Start of Block
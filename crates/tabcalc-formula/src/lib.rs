//! # tabcalc-formula
//!
//! Formula evaluator and dependency graph for tabcalc.
//!
//! This crate provides:
//! - Formula document decoding (JSON → AST)
//! - Formula evaluation (AST + row context → value)
//! - Dependency tracking with cycle detection and recalculation ordering
//!
//! Nothing here performs I/O; the async orchestration lives in `tabcalc`.
//!
//! ## Example
//!
//! ```rust
//! use serde_json::json;
//! use tabcalc_core::CellSnapshot;
//! use tabcalc_formula::{evaluate, parse_document, EvaluationContext, FormulaValue};
//!
//! let ast = parse_document(&json!({
//!     "type": "multiply",
//!     "operands": [
//!         {"type": "cell_reference", "column": "price"},
//!         {"type": "constant", "value": 2}
//!     ]
//! }))
//! .unwrap();
//!
//! let ctx = EvaluationContext::new("orders", "row_1", vec![CellSnapshot::new("price", 10.0)]);
//! assert_eq!(evaluate(&ast, &ctx).unwrap(), FormulaValue::Number(20.0));
//! ```

pub mod ast;
pub mod dependency;
pub mod document;
pub mod error;
pub mod evaluator;

pub use ast::{AggregateFunction, BinaryOperator, CellReference, FormulaExpr, Scope};
pub use dependency::DependencyGraph;
pub use document::{parse_document, parse_document_str, to_document};
pub use error::{FormulaError, FormulaResult};
pub use evaluator::{evaluate, EvaluationContext, FormulaValue};
//! Dependency tracking for formula calculation

use crate::ast::FormulaExpr;
use crate::error::{FormulaError, FormulaResult};
use ahash::AHashMap;
use std::collections::{btree_set, BTreeSet, VecDeque};
use tabcalc_core::CellId;

/// Edges of one cell, in both directions
#[derive(Debug, Default, Clone)]
struct Node {
    /// Cells this cell reads
    dependencies: BTreeSet<CellId>,
    /// Cells that read this cell
    dependents: BTreeSet<CellId>,
}

impl Node {
    fn is_isolated(&self) -> bool {
        self.dependencies.is_empty() && self.dependents.is_empty()
    }
}

/// Per-cell state while computing a calculation order
#[derive(Debug, Clone, Copy, PartialEq, Eq)]
enum VisitState {
    /// On the DFS stack
    Visiting,
    /// Emitted
    Visited,
}

/// Dependency graph for formula cells
///
/// Tracks which cells read which other cells, enabling ordered
/// recalculation. Both directions are indexed and only ever updated
/// together, so `b ∈ dependencies(a)` exactly when `a ∈ dependents(b)`.
///
/// Mutation takes `&mut self`; hosts sharing one graph between tasks wrap it
/// in a lock so writers are serialized and readers never overlap a write.
#[derive(Debug, Default, Clone)]
pub struct DependencyGraph {
    nodes: AHashMap<CellId, Node>,
}

impl DependencyGraph {
    /// Create a new empty dependency graph
    pub fn new() -> Self {
        Self::default()
    }

    /// Add a dependency: `cell` reads `depends_on`
    ///
    /// Idempotent. Nodes are created for both cells if absent.
    pub fn add_dependency(&mut self, cell: CellId, depends_on: CellId) {
        self.nodes
            .entry(depends_on.clone())
            .or_default()
            .dependents
            .insert(cell.clone());
        self.nodes
            .entry(cell)
            .or_default()
            .dependencies
            .insert(depends_on);
    }

    /// Replace everything `cell` reads with `depends_on`
    ///
    /// Cells that read `cell` are kept.
    pub fn set_dependencies(&mut self, cell: CellId, depends_on: impl IntoIterator<Item = CellId>) {
        self.clear_dependencies(&cell);
        self.nodes.entry(cell.clone()).or_default();
        for dep in depends_on {
            self.add_dependency(cell.clone(), dep);
        }
    }

    /// Register the references of a formula hosted in `target`
    pub fn track_formula(&mut self, target: &CellId, expr: &FormulaExpr) {
        let refs = expr.references(&target.table, &target.row);
        self.set_dependencies(target.clone(), refs);
    }

    /// Remove every edge from `cell` to the cells it reads
    pub fn clear_dependencies(&mut self, cell: &CellId) {
        let precedents = match self.nodes.get_mut(cell) {
            Some(node) => std::mem::take(&mut node.dependencies),
            None => return,
        };

        for precedent in precedents {
            if let Some(node) = self.nodes.get_mut(&precedent) {
                node.dependents.remove(cell);
                if node.is_isolated() {
                    self.nodes.remove(&precedent);
                }
            }
        }
    }

    /// Remove a cell and every edge touching it
    pub fn remove_cell(&mut self, cell: &CellId) {
        let node = match self.nodes.remove(cell) {
            Some(node) => node,
            None => return,
        };

        // Remove from all precedents' dependents list
        for precedent in node.dependencies {
            if let Some(other) = self.nodes.get_mut(&precedent) {
                other.dependents.remove(cell);
            }
        }

        // Remove as a precedent for others
        for dependent in node.dependents {
            if let Some(other) = self.nodes.get_mut(&dependent) {
                other.dependencies.remove(cell);
            }
        }
    }

    /// Get cells that read the given cell
    pub fn dependents(&self, cell: &CellId) -> impl Iterator<Item = &CellId> + '_ {
        self.nodes
            .get(cell)
            .into_iter()
            .flat_map(|node| node.dependents.iter())
    }

    /// Get cells that the given cell reads
    pub fn dependencies(&self, cell: &CellId) -> impl Iterator<Item = &CellId> + '_ {
        self.nodes
            .get(cell)
            .into_iter()
            .flat_map(|node| node.dependencies.iter())
    }

    /// All cells transitively affected when `changed` changes
    ///
    /// Breadth-first over the dependents relation, in discovery order. Each
    /// cell appears once and `changed` itself is never included, even when
    /// a cycle leads back to it.
    pub fn affected_cells(&self, changed: &CellId) -> Vec<CellId> {
        let mut affected = Vec::new();
        let mut seen: BTreeSet<&CellId> = BTreeSet::new();
        let mut queue: VecDeque<&CellId> = VecDeque::new();

        seen.insert(changed);
        queue.push_back(changed);

        while let Some(current) = queue.pop_front() {
            for dependent in self.dependents(current) {
                if seen.insert(dependent) {
                    affected.push(dependent.clone());
                    queue.push_back(dependent);
                }
            }
        }

        affected
    }

    /// Order in which `cells` and everything they read must be computed
    ///
    /// Depth-first post-order over the dependencies relation: every cell
    /// appears once, after all the cells it reads. A cell reached again
    /// while it is still on the stack aborts the whole request with
    /// [`FormulaError::CircularDependency`].
    pub fn calculation_order(&self, cells: &[CellId]) -> FormulaResult<Vec<CellId>> {
        let mut result = Vec::new();
        let mut state: AHashMap<&CellId, VisitState> = AHashMap::new();

        for cell in cells {
            self.topological_sort(cell, &mut result, &mut state)?;
        }

        Ok(result)
    }

    /// Topological sort helper (iterative DFS)
    ///
    /// Each stack frame holds a cell and the remaining cells it reads, so
    /// chain length is bounded by heap rather than thread stack.
    fn topological_sort<'a>(
        &'a self,
        root: &'a CellId,
        result: &mut Vec<CellId>,
        state: &mut AHashMap<&'a CellId, VisitState>,
    ) -> FormulaResult<()> {
        match state.get(root) {
            Some(VisitState::Visited) => return Ok(()),
            Some(VisitState::Visiting) => {
                return Err(FormulaError::CircularDependency(root.clone()));
            }
            None => {}
        }

        state.insert(root, VisitState::Visiting);
        let mut stack: Vec<(&'a CellId, Option<btree_set::Iter<'a, CellId>>)> =
            vec![(root, self.dependency_iter(root))];

        while let Some((cell, dependencies)) = stack.last_mut() {
            match dependencies.as_mut().and_then(Iterator::next) {
                // Visit everything this cell reads first
                Some(dependency) => match state.get(dependency) {
                    Some(VisitState::Visited) => {}
                    Some(VisitState::Visiting) => {
                        return Err(FormulaError::CircularDependency(dependency.clone()));
                    }
                    None => {
                        state.insert(dependency, VisitState::Visiting);
                        stack.push((dependency, self.dependency_iter(dependency)));
                    }
                },
                None => {
                    let cell = *cell;
                    stack.pop();
                    state.insert(cell, VisitState::Visited);
                    result.push(cell.clone());
                }
            }
        }

        Ok(())
    }

    fn dependency_iter(&self, cell: &CellId) -> Option<btree_set::Iter<'_, CellId>> {
        self.nodes.get(cell).map(|node| node.dependencies.iter())
    }

    /// Detect circular references involving a cell
    pub fn has_circular_reference(&self, cell: &CellId) -> bool {
        matches!(
            self.calculation_order(std::slice::from_ref(cell)),
            Err(FormulaError::CircularDependency(_))
        )
    }

    /// Whether the graph has a node for this cell
    pub fn contains(&self, cell: &CellId) -> bool {
        self.nodes.contains_key(cell)
    }

    /// Number of cells in the graph
    pub fn len(&self) -> usize {
        self.nodes.len()
    }

    /// Check if the graph has no cells
    pub fn is_empty(&self) -> bool {
        self.nodes.is_empty()
    }

    /// Number of "reads" edges
    pub fn edge_count(&self) -> usize {
        self.nodes.values().map(|node| node.dependencies.len()).sum()
    }

    /// Clear the entire graph
    pub fn clear(&mut self) {
        self.nodes.clear();
    }
}
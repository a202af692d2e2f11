//! Time-bounded result cache
//!
//! Entries are keyed by formula and target cell and expire after a fixed
//! TTL. The cache is best-effort: two concurrent misses on one key both
//! evaluate, and the later insert wins. Evaluation is pure, so either value
//! is correct.
//!
//! Expired entries are dropped when read, by [`FormulaCache::purge_expired`],
//! and by a sweep every [`PURGE_INTERVAL`] inserts, so keys that are never
//! read again do not accumulate.

use parking_lot::Mutex;
use std::collections::HashMap;
use std::time::Duration;
use tabcalc_core::{CellId, ColumnId, FormulaId, RowId, TableId};
use tabcalc_formula::FormulaValue;
use tokio::time::Instant;

/// Number of inserts between sweeps of expired entries
pub const PURGE_INTERVAL: u64 = 256;

/// Cache key for one formula applied to one cell
///
/// The target column is part of the key: a formula that reads its own
/// target column yields a different value per column on the same row.
#[derive(Debug, Clone, PartialEq, Eq, Hash)]
pub struct CacheKey {
    pub formula_id: FormulaId,
    pub table_id: TableId,
    pub row_id: RowId,
    pub column_id: ColumnId,
}

impl CacheKey {
    /// Create a key for a formula applied to a cell
    pub fn new(formula_id: impl Into<FormulaId>, cell: &CellId) -> Self {
        Self {
            formula_id: formula_id.into(),
            table_id: cell.table.clone(),
            row_id: cell.row.clone(),
            column_id: cell.column.clone(),
        }
    }
}

/// A cached value and its expiry
#[derive(Debug, Clone, Copy, PartialEq)]
pub struct CacheEntry {
    pub value: FormulaValue,
    pub expires_at: Instant,
}

impl CacheEntry {
    fn is_live(&self, now: Instant) -> bool {
        now < self.expires_at
    }
}

/// Statistics about cache usage
#[derive(Debug, Clone, Copy, Default, PartialEq, Eq)]
pub struct CacheStats {
    pub hits: u64,
    pub misses: u64,
    /// Entries dropped because they outlived the TTL
    pub expired: u64,
}

impl CacheStats {
    /// Fraction of lookups that hit, or 0 before any lookup
    pub fn hit_rate(&self) -> f64 {
        let total = self.hits + self.misses;
        if total == 0 {
            0.0
        } else {
            self.hits as f64 / total as f64
        }
    }
}

#[derive(Debug, Default)]
struct Inner {
    entries: HashMap<CacheKey, CacheEntry>,
    stats: CacheStats,
    inserts: u64,
}

impl Inner {
    fn purge_expired(&mut self, now: Instant) -> usize {
        let before = self.entries.len();
        self.entries.retain(|_, entry| entry.is_live(now));
        let removed = before - self.entries.len();
        self.stats.expired += removed as u64;
        removed
    }
}

/// Formula result cache owned by one engine
#[derive(Debug)]
pub struct FormulaCache {
    ttl: Duration,
    inner: Mutex<Inner>,
}

impl FormulaCache {
    /// Create an empty cache with the given TTL
    pub fn new(ttl: Duration) -> Self {
        Self {
            ttl,
            inner: Mutex::new(Inner::default()),
        }
    }

    /// Lifetime of new entries
    pub fn ttl(&self) -> Duration {
        self.ttl
    }

    /// Live value for a key
    ///
    /// An expired entry is removed and reported as a miss.
    pub fn get(&self, key: &CacheKey) -> Option<FormulaValue> {
        let now = Instant::now();
        let mut inner = self.inner.lock();

        match inner.entries.get(key).copied() {
            Some(entry) if entry.is_live(now) => {
                inner.stats.hits += 1;
                Some(entry.value)
            }
            Some(_) => {
                inner.entries.remove(key);
                inner.stats.expired += 1;
                inner.stats.misses += 1;
                None
            }
            None => {
                inner.stats.misses += 1;
                None
            }
        }
    }

    /// Store a value, replacing any previous entry for the key
    pub fn insert(&self, key: CacheKey, value: FormulaValue) {
        let now = Instant::now();
        let entry = CacheEntry {
            value,
            expires_at: now + self.ttl,
        };

        let mut inner = self.inner.lock();
        inner.inserts += 1;
        if inner.inserts % PURGE_INTERVAL == 0 {
            inner.purge_expired(now);
        }
        inner.entries.insert(key, entry);
    }

    /// Entry for a key, live or not, without touching statistics
    pub fn peek(&self, key: &CacheKey) -> Option<CacheEntry> {
        self.inner.lock().entries.get(key).copied()
    }

    /// Drop every entry for one row, returning how many were removed
    pub fn invalidate_row(&self, table_id: &str, row_id: &str) -> usize {
        self.remove_where(|key| key.table_id == table_id && key.row_id == row_id)
    }

    /// Drop every entry for one formula, e.g. after its document changed
    pub fn invalidate_formula(&self, formula_id: &str) -> usize {
        self.remove_where(|key| key.formula_id == formula_id)
    }

    /// Drop every entry past its TTL
    pub fn purge_expired(&self) -> usize {
        self.inner.lock().purge_expired(Instant::now())
    }

    fn remove_where(&self, mut pred: impl FnMut(&CacheKey) -> bool) -> usize {
        let mut inner = self.inner.lock();
        let before = inner.entries.len();
        inner.entries.retain(|key, _| !pred(key));
        before - inner.entries.len()
    }

    /// Number of stored entries, including expired ones not yet purged
    pub fn len(&self) -> usize {
        self.inner.lock().entries.len()
    }

    /// Check if the cache holds no entries
    pub fn is_empty(&self) -> bool {
        self.inner.lock().entries.is_empty()
    }

    /// Current statistics
    pub fn stats(&self) -> CacheStats {
        self.inner.lock().stats
    }

    /// Remove all entries and reset statistics
    pub fn clear(&self) {
        *self.inner.lock() = Inner::default();
    }
}

impl Default for FormulaCache {
    fn default() -> Self {
        Self::new(crate::options::DEFAULT_CACHE_TTL)
    }
}

#[cfg(test)]
mod tests {
    use super::*;
    use pretty_assertions::assert_eq;

    fn key(formula: &str, row: &str, column: &str) -> CacheKey {
        CacheKey::new(formula, &CellId::new("t", row, column))
    }

    #[tokio::test(start_paused = true)]
    async fn test_hit_and_miss() {
        let cache = FormulaCache::new(Duration::from_secs(300));
        let k = key("f1", "r1", "total");

        assert_eq!(cache.get(&k), None);
        cache.insert(k.clone(), FormulaValue::Number(8.0));
        assert_eq!(cache.get(&k), Some(FormulaValue::Number(8.0)));

        let stats = cache.stats();
        assert_eq!(stats.hits, 1);
        assert_eq!(stats.misses, 1);
        assert_eq!(stats.hit_rate(), 0.5);
    }

    #[tokio::test(start_paused = true)]
    async fn test_entries_expire_after_ttl() {
        let cache = FormulaCache::new(Duration::from_secs(300));
        let k = key("f1", "r1", "total");
        cache.insert(k.clone(), FormulaValue::Number(1.0));

        tokio::time::advance(Duration::from_secs(299)).await;
        assert_eq!(cache.get(&k), Some(FormulaValue::Number(1.0)));

        tokio::time::advance(Duration::from_secs(1)).await;
        assert_eq!(cache.get(&k), None);
        assert!(cache.is_empty());
        assert_eq!(cache.stats().expired, 1);
    }

    #[tokio::test(start_paused = true)]
    async fn test_insert_overwrites_and_renews() {
        let cache = FormulaCache::new(Duration::from_secs(10));
        let k = key("f1", "r1", "total");
        cache.insert(k.clone(), FormulaValue::Number(1.0));

        tokio::time::advance(Duration::from_secs(8)).await;
        cache.insert(k.clone(), FormulaValue::Undefined);

        tokio::time::advance(Duration::from_secs(8)).await;
        assert_eq!(cache.get(&k), Some(FormulaValue::Undefined));
        assert_eq!(cache.len(), 1);
    }

    #[tokio::test(start_paused = true)]
    async fn test_column_is_part_of_key() {
        let cache = FormulaCache::default();
        cache.insert(key("f1", "r1", "a"), FormulaValue::Number(1.0));
        assert_eq!(cache.get(&key("f1", "r1", "b")), None);
    }

    #[tokio::test(start_paused = true)]
    async fn test_invalidation() {
        let cache = FormulaCache::default();
        cache.insert(key("f1", "r1", "a"), FormulaValue::Number(1.0));
        cache.insert(key("f1", "r1", "b"), FormulaValue::Number(2.0));
        cache.insert(key("f2", "r1", "c"), FormulaValue::Number(3.0));
        cache.insert(key("f1", "r2", "a"), FormulaValue::Number(4.0));

        assert_eq!(cache.invalidate_row("t", "r1"), 3);
        assert_eq!(cache.len(), 1);
        assert_eq!(cache.invalidate_formula("f1"), 1);
        assert!(cache.is_empty());
    }

    #[tokio::test(start_paused = true)]
    async fn test_purge_expired() {
        let cache = FormulaCache::new(Duration::from_secs(5));
        cache.insert(key("f1", "r1", "a"), FormulaValue::Number(1.0));
        tokio::time::advance(Duration::from_secs(3)).await;
        cache.insert(key("f1", "r2", "a"), FormulaValue::Number(2.0));
        tokio::time::advance(Duration::from_secs(3)).await;

        assert_eq!(cache.purge_expired(), 1);
        assert!(cache.peek(&key("f1", "r2", "a")).is_some());

        cache.clear();
        assert!(cache.is_empty());
        assert_eq!(cache.stats(), CacheStats::default());
    }

    #[tokio::test(start_paused = true)]
    async fn test_inserts_sweep_expired_entries() {
        let cache = FormulaCache::new(Duration::from_secs(5));
        for i in 0..PURGE_INTERVAL - 1 {
            cache.insert(key("f1", &format!("r{}", i), "a"), FormulaValue::Number(1.0));
        }
        assert_eq!(cache.len(), (PURGE_INTERVAL - 1) as usize);

        tokio::time::advance(Duration::from_secs(6)).await;
        cache.insert(key("f2", "r0", "a"), FormulaValue::Number(2.0));

        assert_eq!(cache.len(), 1);
        assert_eq!(cache.stats().expired, PURGE_INTERVAL - 1);
        assert_eq!(cache.get(&key("f2", "r0", "a")), Some(FormulaValue::Number(2.0)));
    }
}
//! Collaborator interfaces
//!
//! The engine owns no storage. Row contents, formula and table metadata, and
//! the destination for computed values are all supplied by the host through
//! these traits.

use async_trait::async_trait;
use std::sync::Arc;
use tabcalc_core::{
    CalculationHistoryRecord, CellId, CellRecord, CellSnapshot, FormulaDefinition, FormulaId,
    RawValue, TableSchema, ValueType,
};

/// Error returned by a collaborator
pub type CollaboratorError = Box<dyn std::error::Error + Send + Sync>;

/// Supplies the cells of one row
#[async_trait]
pub trait RowContextProvider: Send + Sync {
    /// Every cell sharing `(table_id, row_id)`
    ///
    /// A column with no cell is simply absent from the result.
    async fn fetch_row(
        &self,
        table_id: &str,
        row_id: &str,
    ) -> Result<Vec<CellSnapshot>, CollaboratorError>;
}

/// Resolves formula and table metadata
#[async_trait]
pub trait FormulaLookup: Send + Sync {
    /// `Ok(None)` when no formula has this id
    async fn get_formula(
        &self,
        formula_id: &str,
    ) -> Result<Option<FormulaDefinition>, CollaboratorError>;

    /// `Ok(None)` when no table has this id
    async fn get_table(&self, table_id: &str) -> Result<Option<TableSchema>, CollaboratorError>;
}

/// A computed value to store
#[derive(Debug, Clone, PartialEq)]
pub struct CellWrite {
    pub cell: CellId,
    pub value: RawValue,
    pub value_type: ValueType,
    pub formula_id: FormulaId,
}

/// Destination for computed values
#[async_trait]
pub trait ResultSink: Send + Sync {
    /// Upsert the target cell
    async fn write_cell_value(&self, write: CellWrite) -> Result<CellRecord, CollaboratorError>;

    /// Persist one calculation history record
    async fn append_history(
        &self,
        record: CalculationHistoryRecord,
    ) -> Result<(), CollaboratorError>;
}

#[async_trait]
impl<T: RowContextProvider + ?Sized> RowContextProvider for Arc<T> {
    async fn fetch_row(
        &self,
        table_id: &str,
        row_id: &str,
    ) -> Result<Vec<CellSnapshot>, CollaboratorError> {
        (**self).fetch_row(table_id, row_id).await
    }
}

#[async_trait]
impl<T: FormulaLookup + ?Sized> FormulaLookup for Arc<T> {
    async fn get_formula(
        &self,
        formula_id: &str,
    ) -> Result<Option<FormulaDefinition>, CollaboratorError> {
        (**self).get_formula(formula_id).await
    }

    async fn get_table(&self, table_id: &str) -> Result<Option<TableSchema>, CollaboratorError> {
        (**self).get_table(table_id).await
    }
}

#[async_trait]
impl<T: ResultSink + ?Sized> ResultSink for Arc<T> {
    async fn write_cell_value(&self, write: CellWrite) -> Result<CellRecord, CollaboratorError> {
        (**self).write_cell_value(write).await
    }

    async fn append_history(
        &self,
        record: CalculationHistoryRecord,
    ) -> Result<(), CollaboratorError> {
        (**self).append_history(record).await
    }
}
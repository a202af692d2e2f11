//! Formula error types

use tabcalc_core::CellId;
use thiserror::Error;

/// Result type for formula operations
pub type FormulaResult<T> = std::result::Result<T, FormulaError>;

/// Errors that can occur during formula decoding, evaluation or ordering
///
/// Division by zero and references to missing cells are not errors; they
/// evaluate to [`FormulaValue::Undefined`](crate::FormulaValue::Undefined)
/// and `0` respectively.
#[derive(Debug, Clone, PartialEq, Error)]
pub enum FormulaError {
    /// Formula document carries a `type` tag the evaluator does not know
    #[error("Unknown expression type: {0}")]
    UnknownExpressionType(String),

    /// Formula document is not shaped like an expression
    #[error("Malformed expression: {0}")]
    MalformedExpression(String),

    /// Operator needs at least one operand
    #[error("Missing operand for {0}")]
    MissingOperand(&'static str),

    /// Cell revisited while still being ordered
    #[error("Circular dependency detected involving cell {0}")]
    CircularDependency(CellId),
}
End of Block
The answer should consist of all lines from the records above that hold the word "CellRecord".

    CalculationHistoryRecord, CellId, CellRecord, CellSnapshot, FormulaDefinition, FormulaId,
    async fn write_cell_value(&self, write: CellWrite) -> Result<CellRecord, CollaboratorError>;
    async fn write_cell_value(&self, write: CellWrite) -> Result<CellRecord, CollaboratorError> {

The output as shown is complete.